Work instructions: Where a line in the entries below contains the word "trait", it counts; give the total by itself.

[Saved data entries]
// Copyright (c) 2025 R3BL LLC. Licensed under Apache License, Version 2.0.

//! Core bounds checking trait and its implementation for [`Offset`].
//!
//! [`Offset`]: crate::Offset

use std::cmp::Ordering;

use super::result_enums::{ArrayAccessBoundsStatus, CursorPositionBoundsStatus};
use crate::{Count, Offset};

/// Index bounds validation for containers.
///
/// Generic over the extent type, so that only an extent with a matching element tag can
/// be used as the bound.
pub trait BoundsCheck<Extent> {
    /// Array-style bounds checking.
    ///
    /// ```text
    ///                           offset=5            offset=10
    ///                                 ↓                   ↓
    /// Offset:     0   1   2   3   4   5   6   7   8   9 │ 10  11  12
    ///           ┌───┬───┬───┬───┬───┬───┬───┬───┬───┬───┼───┬───┬───┐
    ///           │ ✓ │ ✓ │ ✓ │ ✓ │ ✓ │ ✓ │ ✓ │ ✓ │ ✓ │ ✓ │ × │ × │ × │
    ///           ├───┴───┴───┴───┴───┴───┴───┴───┴───┴───┼───┴───┴───┤
    ///           ├────────── within bounds ──────────────┼─ overflow ┘
    ///           └────────── count=10 ───────────────────┘
    /// ```
    fn check_array_access_bounds(&self, max: Extent) -> ArrayAccessBoundsStatus;

    /// Cursor position bounds checking.
    ///
    /// ```text
    /// Offset:     0   1   2   3   4   5   6   7   8   9   10  11
    ///           ┌───┬───┬───┬───┬───┬───┬───┬───┬───┬───┬───┬───┐
    ///           │ S │ W │ W │ W │ W │ W │ W │ W │ W │ W │ E │ B │
    ///           └───┴───┴───┴───┴───┴───┴───┴───┴───┴───┴───┴───┘
    ///           └──────────────── count=10 ─────────────┘
    ///
    /// S = AtStart (offset=0)
    /// W = Within (1 ≤ offset < 10)
    /// E = AtEnd (offset=10)
    /// B = Beyond (offset > 10)
    /// ```
    fn check_cursor_position_bounds(&self, content_length: Extent)
    -> CursorPositionBoundsStatus;

    /// `true` if the offset can't be used to access an element.
    fn overflows(&self, max: Extent) -> bool {
        self.check_array_access_bounds(max) != ArrayAccessBoundsStatus::Within
    }
}

impl<E> BoundsCheck<Count<E>> for Offset<E> {
    fn check_array_access_bounds(&self, max: Count<E>) -> ArrayAccessBoundsStatus {
        if self.as_raw() < 0 {
            ArrayAccessBoundsStatus::Underflowed
        } else if self.as_raw() < max.as_raw() {
            ArrayAccessBoundsStatus::Within
        } else {
            ArrayAccessBoundsStatus::Overflowed
        }
    }

    fn check_cursor_position_bounds(
        &self,
        content_length: Count<E>,
    ) -> CursorPositionBoundsStatus {
        if self.as_raw() < 0 {
            return CursorPositionBoundsStatus::Beyond;
        }
        if self.as_raw() == 0 {
            return CursorPositionBoundsStatus::AtStart;
        }
        match self.as_raw().cmp(&content_length.as_raw()) {
            Ordering::Less => CursorPositionBoundsStatus::Within,
            Ordering::Equal => CursorPositionBoundsStatus::AtEnd,
            Ordering::Greater => CursorPositionBoundsStatus::Beyond,
        }
    }
}

impl<E> Count<E> {
    /// Same as [`BoundsCheck::overflows`], from the count's perspective.
    #[must_use]
    pub fn is_overflowed_by(self, offset: Offset<E>) -> bool { offset.overflows(self) }
}

#[cfg(test)]
mod tests {
    use pretty_assertions::assert_eq;
    use test_case::test_case;

    use super::*;
    use crate::{RawUnit, count, offset};

    #[test_case(0, 10, ArrayAccessBoundsStatus::Within)]
    #[test_case(9, 10, ArrayAccessBoundsStatus::Within)]
    #[test_case(10, 10, ArrayAccessBoundsStatus::Overflowed)]
    #[test_case(11, 10, ArrayAccessBoundsStatus::Overflowed)]
    #[test_case(0, 0, ArrayAccessBoundsStatus::Overflowed)]
    #[test_case(-1, 10, ArrayAccessBoundsStatus::Underflowed)]
    fn test_check_array_access_bounds(
        o: RawUnit,
        c: RawUnit,
        expected: ArrayAccessBoundsStatus,
    ) {
        let it: Offset<char> = offset(o);
        assert_eq!(it.check_array_access_bounds(count(c)), expected);
    }

    #[test]
    fn test_every_negative_offset_source_underflows() {
        let length = count::<char>(10);
        let start: Offset<char> = offset(2);
        for it in [
            Offset::from_raw(-3),
            start.add_raw(-3),
            start.difference(offset(5)),
        ] {
            assert_eq!(
                it.check_array_access_bounds(length),
                ArrayAccessBoundsStatus::Underflowed
            );
        }
    }

    #[test_case(0, 5, CursorPositionBoundsStatus::AtStart)]
    #[test_case(0, 0, CursorPositionBoundsStatus::AtStart)]
    #[test_case(3, 5, CursorPositionBoundsStatus::Within)]
    #[test_case(5, 5, CursorPositionBoundsStatus::AtEnd)]
    #[test_case(7, 5, CursorPositionBoundsStatus::Beyond)]
    #[test_case(1, 0, CursorPositionBoundsStatus::Beyond)]
    #[test_case(-2, 5, CursorPositionBoundsStatus::Beyond)]
    fn test_check_cursor_position_bounds(
        o: RawUnit,
        c: RawUnit,
        expected: CursorPositionBoundsStatus,
    ) {
        let it: Offset<char> = offset(o);
        assert_eq!(it.check_cursor_position_bounds(count(c)), expected);
    }

    #[test]
    fn test_overflows_both_perspectives() {
        let length: Count<u8> = count(3);
        assert!(!offset::<u8>(2).overflows(length));
        assert!(offset::<u8>(3).overflows(length));
        assert!(!length.is_overflowed_by(offset(2)));
        assert!(length.is_overflowed_by(offset(3)));
    }

    #[test]
    fn test_last_offset_is_within() {
        let length: Count<u8> = count(4);
        assert_eq!(
            length.last_offset().check_array_access_bounds(length),
            ArrayAccessBoundsStatus::Within
        );
        assert_eq!(
            length.as_offset().check_cursor_position_bounds(length),
            CursorPositionBoundsStatus::AtEnd
        );
    }
}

Reply to the exercise: 2